“The birth of my first child was also my birth into motherhood, the moment where my heart expanded tenfold to make room for this precious little boy.
Motherhood was a role I had never imagined for myself, but one I fell into and adored instantly. The love I felt when my baby was placed on my chest, was like nothing I had ever experienced before. It was fierce and unconditional, consuming and everlasting.
I felt an overwhelming need to keep my new baby close to me; he was so fragile, so dependent on me. The thought of us being apart didn’t seem necessary, and if I’m honest, it scared me. It seemed safer to decline offers from others to hold him. What if he needed me but I wasn’t instantly there for him? The thought made my stomach turn, so I rarely let him go. Friends would often comment, ‘You’re holding him too close, stop. You need a break.’ But I ignored them, he was MY baby and I was all he needed.
Like all newborn babies, he woke frequently in the night to feed. I was extremely sleep deprived, running on empty and beginning to feel the real weight of motherhood, and the responsibility I had to nurture and protect this little boy.
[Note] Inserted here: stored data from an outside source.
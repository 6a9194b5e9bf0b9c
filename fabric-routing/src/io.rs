// Copyright (c) 2023 Graphcore Ltd. All rights reserved.

//! The programming phase of a sweep.
//!
//! Each routable subdevice is programmed by its own worker while the fabric
//! traffic is paused. Workers only read the registry, so this phase runs
//! under shared access. A worker that fails moves its subdevice to ERROR and
//! the remaining workers carry on.
//!
//! Per subdevice the order of writes is:
//!  - switch parameters,
//!  - forwarding tables of every enabled port,
//!  - for every bridge port: address generator, package range, DPA lookup
//!    table, then link activation.
//!
//! Tables that match what was committed by the previous sweep are skipped
//! unless the hardware may hold values from an abandoned sweep.

use std::collections::BTreeSet;
use std::sync::atomic::AtomicBool;
use std::thread;

use fabric_track::entity::Entity;
use fabric_track::{debug, error, trace, warn};

use crate::fid::{FID_BLOCK_SIZE, FID_CPORT_BASE, MAX_DEVICES, UFT_SIZE, fid_block_base};
use crate::fidgen::{Fidgen, package_range_csr};
use crate::port::{LinkState, PORT_BRIDGE_MASK, PORT_CPORT_MASK, bridge_lpns, is_fabric_lpn};
use crate::registry::{Device, Fabric};
use crate::subdevice::{RoutingState, Subdevice};
use crate::transport::{SwitchParameters, Transport, TransportResult};
use crate::types::{RoutingError, RoutingResult, SubdeviceId};
use crate::uft::{UFT_INVALID_PORT8, Uft, to_hardware};

/// Ports whose forwarding tables are written: the CPORT, the bridges and
/// every fabric port whose link has at least started training.
#[must_use]
pub fn table_port_mask(sd: &Subdevice) -> u32 {
    sd.ports()
        .iter()
        .filter(|p| is_fabric_lpn(p.lpn) && p.link_state >= LinkState::Init)
        .fold(PORT_CPORT_MASK | PORT_BRIDGE_MASK, |mask, p| {
            mask | (1 << p.lpn)
        })
}

/// Write a table image in pieces no larger than the transport accepts.
fn write_table(
    transport: &dyn Transport,
    sd: SubdeviceId,
    port_mask: u32,
    fid_base: u32,
    image: &[u8],
) -> TransportResult {
    let chunk_len = transport.max_table_entries().max(1);
    for (i, chunk) in image.chunks(chunk_len).enumerate() {
        transport.write_table_block(sd, port_mask, fid_base + (i * chunk_len) as u32, chunk)?;
    }
    Ok(())
}

/// The part of a subdevice's routing state the programming phase works from.
///
/// It is moved out of the subdevice for the duration of the hardware
/// accesses so that status queries never wait on the transport.
struct Staged {
    uft: Option<Uft>,
    uft_next: Uft,
    fidgen: Option<Fidgen>,
    fidgen_next: Fidgen,
    fid_base: u32,
    hw_dirty: bool,
    stale_blocks: BTreeSet<SubdeviceId>,
}

impl Staged {
    fn take(routing: &mut RoutingState) -> Option<Self> {
        if routing.uft_next.is_none() || routing.fidgen_next.is_none() {
            return None;
        }
        let uft_next = routing.uft_next.take()?;
        let fidgen_next = routing.fidgen_next.take()?;
        Some(Self {
            uft: routing.uft.take(),
            uft_next,
            fidgen: routing.fidgen.take(),
            fidgen_next,
            fid_base: routing.fids.fid_base,
            hw_dirty: routing.hw_dirty,
            stale_blocks: routing.stale_blocks.clone(),
        })
    }

    /// Return the tables to `routing` unless it was wiped in the meantime.
    fn restore(self, routing: &mut RoutingState, programmed: bool) {
        if routing.is_error() {
            return;
        }
        routing.uft = self.uft;
        routing.uft_next = Some(self.uft_next);
        routing.fidgen = self.fidgen;
        routing.fidgen_next = Some(self.fidgen_next);
        routing.programmed = programmed;
    }

    fn current_uft(&self) -> Option<&Uft> {
        if self.hw_dirty {
            None
        } else {
            self.uft.as_ref()
        }
    }

    fn current_fidgen(&self) -> Option<&Fidgen> {
        if self.hw_dirty {
            None
        } else {
            self.fidgen.as_ref()
        }
    }
}

/// Program the forwarding tables.
fn rpipe_write(
    transport: &dyn Transport,
    sd: &Subdevice,
    staged: &Staged,
) -> Result<usize, RoutingError> {
    let id = sd.id();
    let port_mask = table_port_mask(sd);
    let next = &staged.uft_next;
    let current = staged.current_uft();
    trace!(sd.entity ; "table port mask {port_mask:#06x}");

    write_table(
        transport,
        id,
        port_mask,
        FID_CPORT_BASE,
        &to_hardware(next.mgmt(), MAX_DEVICES),
    )?;

    let mut written = 0;
    for (dst, block) in next.bridges() {
        if current.and_then(|uft| uft.bridge(dst)) == Some(block) {
            continue;
        }
        write_table(
            transport,
            id,
            port_mask,
            fid_block_base(dst.0),
            &to_hardware(block, FID_BLOCK_SIZE),
        )?;
        written += 1;
    }

    let mut stale = staged.stale_blocks.clone();
    if let Some(uft) = &staged.uft {
        stale.extend(uft.bridges().map(|(dst, _)| dst));
    }
    let cleared = [UFT_INVALID_PORT8; FID_BLOCK_SIZE];
    for dst in stale {
        if next.bridge(dst).is_some() {
            continue;
        }
        trace!(sd.entity ; "clear block of {dst}");
        write_table(transport, id, port_mask, fid_block_base(dst.0), &cleared)?;
    }
    Ok(written)
}

/// Program the address generator and DPA lookup table of every bridge port,
/// then activate the bridge links.
fn bridge_write(
    transport: &dyn Transport,
    sd: &Subdevice,
    device: &Device,
    staged: &Staged,
) -> RoutingResult {
    let id = sd.id();
    let next = &staged.fidgen_next;
    let current = staged.current_fidgen();

    let fid_base = staged.fid_base;
    let block = next.block(fid_base);
    let write_block = current.map(|fidgen| fidgen.block(fid_base)) != Some(block);
    let csr = package_range_csr(device.pkg_offset, device.pkg_size);
    let chunk_len = (transport.max_write_bytes() / size_of::<u64>()).max(1);

    for lpn in bridge_lpns() {
        if write_block {
            transport.write_address_generator(id, lpn, &block)?;
        }
        transport.write_package_range(id, lpn, csr)?;

        for (i, chunk) in next.map().chunks(chunk_len).enumerate() {
            let offset = i * chunk_len;
            let unchanged = current
                .and_then(|fidgen| fidgen.map().get(offset..offset + chunk.len()))
                .is_some_and(|programmed| programmed == chunk);
            if !unchanged {
                transport.write_address_map(id, lpn, offset, chunk)?;
            }
        }

        let state = transport.set_port_link_state(id, lpn, LinkState::Active)?;
        if state != LinkState::Active {
            warn!(sd.entity ; "bridge port {lpn} link {state} after activation");
        }
    }
    Ok(())
}

/// Program one subdevice with its staged tables.
///
/// The routing state is only locked to move the tables out and back in.
fn program(transport: &dyn Transport, sd: &Subdevice, device: Option<&Device>) -> RoutingResult {
    let Some(device) = device else {
        return Err(RoutingError(format!("{}: no device", sd.id())));
    };
    let Some(staged) = Staged::take(&mut sd.routing()) else {
        return Err(RoutingError(format!("{}: no tables staged", sd.id())));
    };

    let result = write_staged(transport, sd, device, &staged);
    staged.restore(&mut sd.routing(), result.is_ok());
    result
}

fn write_staged(
    transport: &dyn Transport,
    sd: &Subdevice,
    device: &Device,
    staged: &Staged,
) -> RoutingResult {
    transport.write_switch_parameters(
        sd.id(),
        SwitchParameters {
            lft_top: UFT_SIZE - 1,
        },
    )?;
    let blocks = rpipe_write(transport, sd, staged)?;
    bridge_write(transport, sd, device, staged)?;
    debug!(sd.entity ; "programmed, {blocks} data blocks written");
    Ok(())
}

fn worker(
    transport: &dyn Transport,
    sd: &Subdevice,
    device: Option<&Device>,
    sd_error: &AtomicBool,
) {
    if let Err(e) = program(transport, sd, device) {
        error!(sd.entity ; "programming failed: {e}");
        sd.transition_error(sd_error);
    }
}

/// Run the programming phase.
///
/// Returns an error without touching any subdevice if the traffic cannot be
/// paused. Failures of individual subdevices are reported through their
/// state and the topology's error signal.
pub fn run(fabric: &Fabric, transport: &dyn Transport, entity: &Entity) -> RoutingResult {
    if let Err(e) = transport.pause_traffic() {
        error!(entity ; "unable to pause traffic: {e}");
        return Err(e.into());
    }

    let sd_error = &fabric.topology.sd_error;
    thread::scope(|s| {
        let handles: Vec<_> = fabric
            .routable()
            .map(|sd| {
                let device = fabric.device(sd.device_index()).map(|dev| &**dev);
                let handle = s.spawn(move || worker(transport, sd, device, sd_error));
                (sd, handle)
            })
            .collect();

        for (sd, handle) in handles {
            if handle.join().is_err() {
                error!(sd.entity ; "programming worker panicked");
                sd.transition_error(sd_error);
            }
        }
    });

    transport.resume_traffic();
    Ok(())
}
It began to take its toll. I would wake in between his feeds, bolting upright with an instant feeling of dread, desperately searching the bed for a baby I had never co-slept with, but being consumed by the feeling something horrible had somehow happened to him. Night upon night was permeated with panic-filled dreams, cold sweats, and frantic fumbling through the sheets in search of my baby, who I was convinced I had rolled on in my extreme state of exhaustion.
As the weeks went by, we began to venture out of the house together, which in itself was exciting. But it came with a new set of challenges. In typical newborn fashion, car rides were a thing of nightmares, the inconsolable screaming from the back seat was constant, and the feeling of panic that washed over me was enough to almost send me off the road. Everywhere we went, I envisioned horrible things occurring. Somehow harm would come to my precious boy and I wouldn’t be able to protect him.
Our outings started to become less frequent. The constant visualizations of horrible things happening to my little boy were enough to keep me housebound — isolated from the outside world, trapped inside my head. The family became concerned with my lack of socialization, worried I was losing the plot, and the tiredness must certainly be to blame. The mom friends I had made stopped trying. Offers for play-dates and coffee meets ceased. I had become so withdrawn and anxious, the people around me had given up, assuming I just wasn’t interested.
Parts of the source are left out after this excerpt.